Page:Œuvres complètes de H. de Balzac, IX.djvu/164

Le texte de cette page a été corrigé et est conforme au fac-similé.

Armand se promena dans le salon en étudiant le goût répandu dans les moindres détails. Il admira madame de Langeais, en admirant les choses qui venaient d’elle et en trahissaient les habitudes, avant qu’il pût en saisir la personne et les idées. Après une heure environ, la duchesse sortit de sa chambre sans faire de bruit. Montriveau se retourna, la vit marchant avec la légèreté d’une ombre, et tressaillit. Elle vint à lui, sans lui dire bourgeoisement : — Comment me trouvez-vous ? Elle était sûre d’elle, et son regard fixe disait : — Je me suis ainsi parée pour vous plaire. Une vieille fée, marraine de quelque princesse méconnue, avait seule pu tourner autour du cou de cette coquette personne le nuage d’une gaze dont les plis avaient des tons vifs que soutenait encore l’éclat d’une peau satinée. La duchesse était éblouissante. Le bleu clair de sa robe, dont les ornements se répétaient dans les fleurs de sa coiffure, semblait donner, par la richesse de la couleur, un corps à ses formes frêles devenues tout aériennes ; car, en glissant avec rapidité vers Armand, elle fit voler les deux bouts de l’écharpe qui pendait à ses côtés, et le brave soldat ne put alors s’empêcher de la comparer aux jolis insectes bleus qui voltigent au-dessus des eaux, parmi les fleurs, avec lesquelles ils paraissent se confondre.

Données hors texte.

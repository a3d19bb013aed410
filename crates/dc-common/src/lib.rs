//! Device Context common types, identifiers, and errors.
//!
//! This crate provides foundational types shared across dc-core modules:
//! - The resolved device snapshot schema
//! - Advertising identity and location fix payloads
//! - Device identifier generation
//! - Common error types

pub mod error;
pub mod id;
pub mod snapshot;

pub use error::{Error, ErrorCategory, Result};
pub use id::DeviceId;
pub use snapshot::{
    AdvertisingIdentity, DeviceSnapshot, LocationFix, OS_NAME, SNAPSHOT_SCHEMA_VERSION,
};
//! Context configuration.

use serde::{Deserialize, Serialize};

/// Configuration for a [`DeviceContext`](crate::DeviceContext).
#[derive(Debug, Clone, PartialEq, Eq, Serialize, Deserialize)]
pub struct ContextConfig {
    /// Whether location sources may be consulted. Gates both the live
    /// most-recent-location read and the geocoding step of country
    /// resolution.
    pub location_listening: bool,
}

impl Default for ContextConfig {
    fn default() -> Self {
        ContextConfig {
            location_listening: true,
        }
    }
}

impl ContextConfig {
    /// Set the initial location-listening flag.
    pub fn with_location_listening(mut self, enabled: bool) -> Self {
        self.location_listening = enabled;
        self
    }
}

— Je vous ai fait attendre, dit-elle de la voix que savent prendre les femmes pour l’homme auquel elles veulent plaire.

— J’attendrais patiemment une éternité, si je savais trouver la Divinité belle comme vous l’êtes ; mais ce n’est pas un compliment que de vous parler de votre beauté, vous ne pouvez plus être sensible qu’à l’adoration. Laissez-moi donc seulement baiser votre écharpe.

— Ah, fi ! dit-elle en faisant un geste d’orgueil, je vous estime assez pour vous offrir ma main.

Et elle lui tendit à baiser sa main encore humide. Une main de femme, au moment où elle sort de son bain de senteur, conserve je ne sais quelle fraîcheur douillette, une mollesse veloutée dont la chatouilleuse impression va des lèvres à l’âme. Aussi, chez un homme épris qui a dans les sens autant de volupté qu’il a d’amour au cœur, ce baiser, chaste en apparence, peut-il exciter de redoutables orages.

— Me la tendrez-vous toujours ainsi ? dit humblement le général en baisant avec respect cette main dangereuse.

— Oui ; mais nous en resterons là, dit-elle en souriant.